Smaller UK manufacturers are being forced to wait nearly twice as long as their larger competitors for invoices to be paid, research from the Asset Based Finance Association has shows.
SME manufacturers waited an average of 67 days for invoices to be paid last year whereas the largest manufacturing businesses, those with a turnover over £500m, waited an average of just 38 days.
The ABFA also found that the difference in waits for payment between SMEs and the biggest manufacturers has increased over the last year.
The delay in SME manufacturers receiving payment remained level at an average of 67 days, contrasting sharply with the largest manufacturers who saw their average wait decrease by 9%, down from 42 days in the previous year (see graph below).
The ABFA suggests that the figures indicate the issue of late payment, and poor payment practices more generally, has become increasingly ingrained in business practice since the credit crunch and has now become endemic across many sectors.
In addition to late payment, the ABFA explains that it is increasingly common for large businesses to seek to impose extended payment terms in contracts with their SME suppliers.
Jeff Longhurst, chief executive of the ABFA, said: “Unfortunately, for many SMEs in the manufacturing industry, waiting more than two months to be paid is now a normal state of affairs.
“During the recession some businesses looked to increase their payment terms in order to give themselves breathing space in the tough economic climate. Unfortunately, in many sectors there’s been a cultural shift and delaying payment to suppliers is now common practice. Larger businesses need to treat their smaller suppliers more fairly.
“Late and extended payment times are deep-rooted issues in the manufacturing industry. This doesn’t just impact on the business in question; they need to pay their own suppliers and so there is a cumulative negative effect down the supply chain.
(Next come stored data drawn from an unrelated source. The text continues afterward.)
//! roomsync is a client-side sync engine for federated, room-based chat.
//!
//! It drives the long-poll sync loop against a pluggable transport
//! ([`Fetcher`]), maintains per-room state with derived-field caches,
//! resolves event relations (edits, reactions, replies, redactions)
//! regardless of delivery order, reconciles optimistic local echoes with
//! their server events, and snapshots everything through a pluggable
//! [`Store`] so a restart resumes where it left off.
//!
//! ```no_run
//! use std::sync::Arc;
//! use roomsync::{Client, ClientConfig};
//! # async fn run(fetcher: Arc<dyn roomsync::Fetcher>) -> roomsync::Result<()> {
//! let config = ClientConfig::new(ruma::user_id!("@me:example.org").to_owned());
//! let client = Client::new(config, fetcher);
//! let mut events = client.subscribe();
//! client.start().await?;
//! while let Ok(event) = events.recv().await {
//!     println!("{event:?}");
//! }
//! # Ok(())
//! # }
//! ```

pub mod api;
pub mod client;
pub mod config;
pub mod event;
pub mod fetcher;
pub mod graph;
pub mod invite;
pub mod members;
pub mod persist;
pub mod power;
pub mod retry;
pub mod room;
pub mod sync;
pub mod timeline;

pub use roomsync_common::{Error, Result};

pub use crate::client::{Client, ClientEvent};
pub use crate::config::{ClientConfig, TimelinePolicy};
pub use crate::event::{EphemeralEvent, Event, EventKind, LocalStatus};
pub use crate::fetcher::Fetcher;
pub use crate::invite::Invite;
pub use crate::members::Member;
pub use crate::persist::{MemoryStore, RoomSnapshot, Store};
pub use crate::power::PowerLevels;
pub use crate::retry::RetryPolicy;
pub use crate::room::{Room, RoomMeta};
pub use crate::sync::SyncStatus;
pub use crate::timeline::Direction;
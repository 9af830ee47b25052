//! Backoff policy for the sync loop's reconnect path.

use std::time::Duration;

/// Capped exponential backoff. Seeded at one second and doubling per
/// attempt until `max_delay_ms`.
#[derive(Debug, Clone, Copy)]
pub struct RetryPolicy {
    base_delay_ms: u64,
    max_delay_ms: u64,
}

impl RetryPolicy {
    pub fn new(base_delay_ms: u64, max_delay_ms: u64) -> Self {
        Self {
            base_delay_ms,
            max_delay_ms,
        }
    }

    pub fn delay_for_attempt(&self, attempt: u32) -> Duration {
        let shift = attempt.min(20);
        let multiplier = 1_u64 << shift;
        let bounded = self
            .base_delay_ms
            .saturating_mul(multiplier)
            .min(self.max_delay_ms);
        Duration::from_millis(bounded)
    }
}

impl Default for RetryPolicy {
    fn default() -> Self {
        Self::new(1_000, 30_000)
    }
}
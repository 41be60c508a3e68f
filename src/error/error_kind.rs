// SPDX-License-Identifier: Apache-2.0
use std::fmt;
use serde::{Deserialize, Serialize};

const VALIDATION_ERROR:&str = "VALIDATION_ERROR";
const NOT_STORED:&str = "NOT_STORED";
const MANIFEST_CORRUPT:&str = "MANIFEST_CORRUPT";
const DIGEST_MISMATCH:&str = "DIGEST_MISMATCH";
const DIGEST_INVALID:&str = "DIGEST_INVALID";
const NAME_INVALID:&str = "NAME_INVALID";
const BLOB_UNKNOWN:&str = "BLOB_UNKNOWN";
const IO_ERROR:&str = "IO_ERROR";
const SQL_ERROR:&str = "SQL_ERROR";
const JSON_ERROR:&str = "JSON_ERROR";
const CONFIG_ERROR: &str = "CONFIG_ERROR";
const UPSTREAM_ERROR:&str = "UPSTREAM_ERROR";

/// Enum representing the various kinds of cache errors
#[derive(Serialize, Deserialize, Copy, Clone, Debug, Eq, PartialEq, Ord, PartialOrd, Hash)]
pub enum ErrorKind {

    /// The caller supplied an inconsistent set of options, detected before any I/O
    Validation,

    /// The reference has no digest bound in the reference index
    NotStored,

    /// The stored manifest bytes could not be decoded, or do not hash to their digest
    CorruptManifest,

    /// Content written under a digest does not hash to that digest
    DigestMismatch,

    /// Invalid digest
    DigestInvalid,

    /// Invalid reference or repository name
    NameInvalid,

    /// The blob is not present in the content store
    BlobUnknown,

    // =============================================================================================

    /// Filesystem error
    IOError,

    /// SQLError error
    SQLError,

    /// Json Serialization/DeSerialization error
    JSONError,

    /// Error loading config
    ConfigError,

    /// The remote registry returned an error or could not be reached
    UpstreamError,
}

impl fmt::Display for ErrorKind {
    fn fmt(&self, f: &mut fmt::Formatter) -> fmt::Result {

        let kind = match *self {
            ErrorKind::Validation => VALIDATION_ERROR,
            ErrorKind::NotStored => NOT_STORED,
            ErrorKind::CorruptManifest => MANIFEST_CORRUPT,
            ErrorKind::DigestMismatch => DIGEST_MISMATCH,
            ErrorKind::DigestInvalid => DIGEST_INVALID,
            ErrorKind::NameInvalid => NAME_INVALID,
            ErrorKind::BlobUnknown => BLOB_UNKNOWN,
            ErrorKind::IOError => IO_ERROR,
            ErrorKind::SQLError => SQL_ERROR,
            ErrorKind::JSONError => JSON_ERROR,
            ErrorKind::ConfigError => CONFIG_ERROR,
            ErrorKind::UpstreamError => UPSTREAM_ERROR,
        };

        write!(f, "{}", kind)
    }
}
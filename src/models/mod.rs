// SPDX-License-Identifier: Apache-2.0
pub mod descriptor;
pub mod manifest;
pub mod reference_record;
pub mod types;
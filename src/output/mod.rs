// SPDX-License-Identifier: Apache-2.0
pub mod table;
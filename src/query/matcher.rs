// SPDX-License-Identifier: Apache-2.0
use crate::models::types::{Annotations, PredicateSet};

/// Whether every predicate key is present in the annotations with exactly the same value.
/// Extra annotations are ignored and an empty predicate set matches everything.
pub fn matches(annotations: &Annotations, predicates: &PredicateSet) -> bool {
    predicates.iter().all(|(key, value)| annotations.get(key) == Some(value))
}
// SPDX-License-Identifier: Apache-2.0
pub mod cache;
pub mod error_kind;
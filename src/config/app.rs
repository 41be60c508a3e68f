// SPDX-License-Identifier: Apache-2.0
use std::collections::HashMap;
use std::path::PathBuf;
use config::{Config, Environment, File};
use serde::{Deserialize, Serialize};
use crate::config::db::DBConfig;
use crate::error::error_kind::ErrorKind;
use crate::error::cache::CacheError;

pub const CONFIG_FILE_NAME:&str = "config.yaml";
const ENV_PREFIX:&str = "ARTIFACT_CACHE";
const DEFAULT_STORAGE_FOLDER:&str = ".artifact-cache";
const INDEX_FILE_NAME:&str = "index.db";

/// Configuration for the cache itself
#[derive(Serialize, Deserialize, Debug, Clone)]
pub struct AppConfig {
    pub storage: StorageConfig,

    #[serde(default)]
    pub db: DBConfig,

    #[serde(default)]
    pub upstreams: Vec<UpstreamConfig>,
}

impl AppConfig {

    /// Load a specific Application Config, overlaid by the ARTIFACT_CACHE__* environment variables
    pub fn load_file(source: &str, required: bool) -> Result<AppConfig, CacheError> {
        let config_error = |e: config::ConfigError| CacheError::new(ErrorKind::ConfigError)
            .with_context(format!("Failed to read config file {}", source))
            .with_error(e.to_string());

        let config = Config::builder()
            .set_default("storage.folder", DEFAULT_STORAGE_FOLDER).map_err(config_error)?
            .add_source(File::with_name(source).required(required))
            .add_source(Environment::with_prefix(ENV_PREFIX).separator("__"))
            .build().map_err(config_error)?;

        config.try_deserialize().map_err(config_error)
    }

    /// Point the storage at another folder
    pub fn with_cache_dir(mut self, folder: &str) -> AppConfig {
        self.storage.folder = folder.to_string();
        self
    }

    /// Whether the AppConfig is valid
    pub fn is_valid(&self) -> bool {

        if self.storage.folder.is_empty() {
            tracing::error!("config has an empty storage->folder");
            return false;
        }

        if self.db.max_connections == 0 {
            tracing::error!("config has db->max_connections set to 0");
            return false;
        }

        for upstream in &self.upstreams {
            if upstream.schema != "http" && upstream.schema != "https" {
                tracing::error!("upstream {} has an invalid schema: {}", upstream.host, upstream.schema);
                return false;
            }
        }

        true
    }

    /// The SQLite URI of the reference index
    pub fn db_uri(&self) -> String {
        if self.db.uri.is_empty() {
            format!("sqlite:{}", PathBuf::from(&self.storage.folder).join(INDEX_FILE_NAME).display())
        } else {
            self.db.uri.clone()
        }
    }

    pub fn upstreams(&self) -> HashMap<String, UpstreamConfig> {
        let mut config = HashMap::default();
        for upstream in &self.upstreams {
            config.insert(upstream.host.clone(), upstream.clone());
        }
        config
    }
}

impl Default for AppConfig {
    fn default() -> Self {
        AppConfig {
            storage: StorageConfig { folder: DEFAULT_STORAGE_FOLDER.to_string() },
            db: DBConfig::default(),
            upstreams: Vec::new(),
        }
    }
}

#[derive(Serialize, Deserialize, Debug, Clone)]
pub struct StorageConfig {
    pub folder: String,
}

/// Overrides how a registry host is reached
#[derive(Serialize, Deserialize, Debug, Clone)]
pub struct UpstreamConfig {
    /// The host as written in the references
    pub host: String,

    /// The host:port actually contacted
    pub registry: String,

    /// http or https
    pub schema: String
}
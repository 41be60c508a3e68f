// SPDX-License-Identifier: Apache-2.0
pub mod filesystem;

#[cfg(test)]
pub mod memory;
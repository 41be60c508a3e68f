// SPDX-License-Identifier: Apache-2.0
use chrono::{DateTime, Utc};
use sqlx::{Row, Executor, SqlitePool};
use sqlx::sqlite::SqliteRow;
use crate::error::error_kind::ErrorKind;
use crate::error::cache::CacheError;
use crate::models::reference_record::ReferenceRecord;
use crate::registry::digest::Digest;

/// Return the root manifest digest bound to a reference
const REFERENCE_RECORD:&str = "SELECT reference, digest, size, mime, bound_at FROM artifact_references WHERE reference = $1;";

/// Upsert a record in the references table: last write wins
const REFERENCE_UPSERT_QUERY: &str = "INSERT INTO artifact_references (reference, digest, size, mime, bound_at) VALUES ($1, $2, $3, $4, $5) \
ON CONFLICT(reference) DO UPDATE SET digest=excluded.digest, size=excluded.size, mime=excluded.mime, bound_at=excluded.bound_at;";

/// Delete a reference binding
#[cfg(test)]
const REFERENCE_DELETE_QUERY: &str = "DELETE FROM artifact_references WHERE reference = $1;";

/// DANGER: Delete all records
#[cfg(test)]
const REFERENCE_DELETE_ALL:&str = "DELETE from artifact_references;";

/// Create the references database table
const REFERENCES_TABLE:&str = r#"
-- CREATORS
CREATE TABLE IF NOT EXISTS artifact_references (
reference        TEXT NOT NULL,
digest           TEXT NOT NULL,
size             INTEGER NOT NULL,
mime             TEXT NOT NULL,
bound_at         TEXT NOT NULL,
PRIMARY KEY(reference)
);

CREATE INDEX IF NOT EXISTS artifact_references_digest_ids ON artifact_references(digest);

"#;

/// Database References Helper
pub struct DBReferences;

impl DBReferences {

    /// Parse the database row
    fn parse(row: SqliteRow) -> Result<ReferenceRecord, CacheError> {
        let reference: String = row.try_get(0)?;
        let digest = Digest::parse(&row.try_get::<String, _>(1)?)
            .map_err(|e| e.with_context(format!("corrupt digest bound to {}", reference)))?;
        let bound_at = DateTime::parse_from_rfc3339(&row.try_get::<String, _>(4)?)
            .map_err(|e| CacheError::new(ErrorKind::SQLError)
                .with_context(format!("corrupt timestamp bound to {}", reference)).with_error(e.to_string()))?
            .with_timezone(&Utc);

        Ok(ReferenceRecord::new(reference, digest, row.try_get(2)?, row.try_get(3)?, bound_at))
    }

    /// Creates the database table
    pub async fn create_table(pool: &SqlitePool) -> Result<(), CacheError> {
        pool.execute(REFERENCES_TABLE).await
            .map_err(|e| CacheError::from(e).with_context("Failed to create the 'artifact_references' table"))?;
        Ok(())
    }

    /// Return an optional reference record
    pub async fn record_for_reference(pool: &SqlitePool, reference: &str) -> Result<Option<ReferenceRecord>, CacheError> {

        let row = sqlx::query(REFERENCE_RECORD)
            .bind(reference)
            .fetch_optional(pool).await?;

        row.map(DBReferences::parse).transpose()
    }

    /// Deletes an entry in the references table
    #[cfg(test)]
    pub async fn delete(pool: &SqlitePool, reference: &str) -> Result<u64, CacheError> {

        // Build the query
        let query = sqlx::query(REFERENCE_DELETE_QUERY)
            .bind(reference)
            .execute(pool);

        // Execute it
        Ok(query.await?.rows_affected())
    }

    /// Upsert a reference binding
    pub async fn upsert(pool: &SqlitePool, record: &ReferenceRecord) -> Result<u64, CacheError> {

        let query = sqlx::query(REFERENCE_UPSERT_QUERY)
            .bind(&record.reference)
            .bind(record.digest.to_string())
            .bind(record.size)
            .bind(&record.mime)
            .bind(record.bound_at.to_rfc3339());

        Ok(query.execute(pool).await?.rows_affected())
    }

    /// Delete all bindings (used for testing purposes only)
    #[cfg(test)]
    pub async fn delete_all(pool: &SqlitePool) -> Result<u64, CacheError> {

        let total = sqlx::query(REFERENCE_DELETE_ALL).execute(pool)
            .await?.rows_affected();

        Ok(total)

    }
}
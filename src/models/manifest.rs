// SPDX-License-Identifier: Apache-2.0
use serde::{Deserialize, Serialize};
use crate::models::descriptor::Descriptor;
use crate::models::types::{Annotations, MimeType};

pub const MEDIA_TYPE_OCI_MANIFEST: &str = "application/vnd.oci.image.manifest.v1+json";
pub const MEDIA_TYPE_OCI_INDEX: &str = "application/vnd.oci.image.index.v1+json";
pub const MEDIA_TYPE_DOCKER_MANIFEST: &str = "application/vnd.docker.distribution.manifest.v2+json";
pub const MEDIA_TYPE_DOCKER_MANIFEST_LIST: &str = "application/vnd.docker.distribution.manifest.list.v2+json";

/// Everything we send in the Accept header when fetching a manifest
pub const MANIFEST_ACCEPT: [&str; 4] = [
    MEDIA_TYPE_OCI_MANIFEST,
    MEDIA_TYPE_OCI_INDEX,
    MEDIA_TYPE_DOCKER_MANIFEST,
    MEDIA_TYPE_DOCKER_MANIFEST_LIST,
];

/// Image manifest or image index as stored in the cache
#[derive(Serialize, Deserialize, Debug, Clone)]
#[serde(rename_all = "camelCase")]
pub struct Manifest {
    pub schema_version: u32,

    #[serde(default, skip_serializing_if = "Option::is_none")]
    pub media_type: Option<MimeType>,

    #[serde(default, skip_serializing_if = "Option::is_none")]
    pub config: Option<Descriptor>,

    // Image manifest children
    #[serde(default, skip_serializing_if = "Option::is_none")]
    pub layers: Option<Vec<Descriptor>>,

    // Image index children
    #[serde(default, skip_serializing_if = "Option::is_none")]
    pub manifests: Option<Vec<Descriptor>>,

    #[serde(default, skip_serializing_if = "Annotations::is_empty")]
    pub annotations: Annotations,
}

impl Manifest {

    /// The media type declared by the document, falling back on the OCI image manifest
    pub fn media_type(&self) -> MimeType {
        match self.media_type {
            Some(ref mime) => mime.clone(),
            None if self.manifests.is_some() && self.layers.is_none() => MEDIA_TYPE_OCI_INDEX.to_string(),
            None => MEDIA_TYPE_OCI_MANIFEST.to_string(),
        }
    }

    /// The child descriptors in document order, named after their title annotation
    pub fn into_children(self) -> Vec<Descriptor> {
        let mut children = match (self.layers, self.manifests) {
            (Some(layers), _) => layers,
            (None, Some(manifests)) => manifests,
            (None, None) => Vec::new(),
        };

        for child in children.iter_mut() {
            child.resolve_name();
        }

        children
    }
}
“Late payment of invoices and other poor payment practices have a significant impact on the UK’s competiveness and ability to attract further investment to the sector.
“The UK has a proud history in the manufacturing sector and substantial delays for payment hit SMEs particularly hard, threatening the very businesses that the UK’s industrial traditions have been built upon.
“Across many sectors, there is also the wider issue of larger businesses taking advantage of their position and seeking to impose longer payment terms on their suppliers. This often leaves SME suppliers with little choice but to accept them or face losing a substantial proportion of their order book. Hopefully, with the introduction of a Small Business Commissioner, the situation is improving for SMEs as they will receive more assistance in disputes with larger businesses.”
Manufacturers with a turnover below £1m hit hardest of all
The ABFA added that it is the very smallest manufacturers (with turnover below £1m) who are hit hardest of all, seeing average payment waiting times increase from 69 to 71 days last year – over 14 weeks.
The ABFA explained that accessing funding through invoice finance is an increasingly popular method of mitigating the impacts of extended payment terms or late payment. Invoice finance allows businesses to receive payment up front for their unpaid invoices, ensuring they are protected against unfair payment practices, and letting them invest in their growth.
It said that 80% of asset based finance is invoice finance, in which businesses secure funding against their unpaid invoices, while the other 20% represents the fast-growing area of asset based lending, in which businesses can raise money secured against a range of other assets they own, including inventory, property and machinery.
Longhurst added: “These figures show that it’s more important than ever that the manufacturing sector fully understand the options available to them to free up the funds they require and to minimise the impact of late payment and other poor payment practices.
The ABFA says that the overall amount of funding provided to businesses through asset based finance – including invoice finance as well as asset based lending – rose by £260m in the past year to stand at £19.7bn at end of December 2015.”
The ABFA is the body that represents the asset based finance industry in the UK and the Republic of Ireland.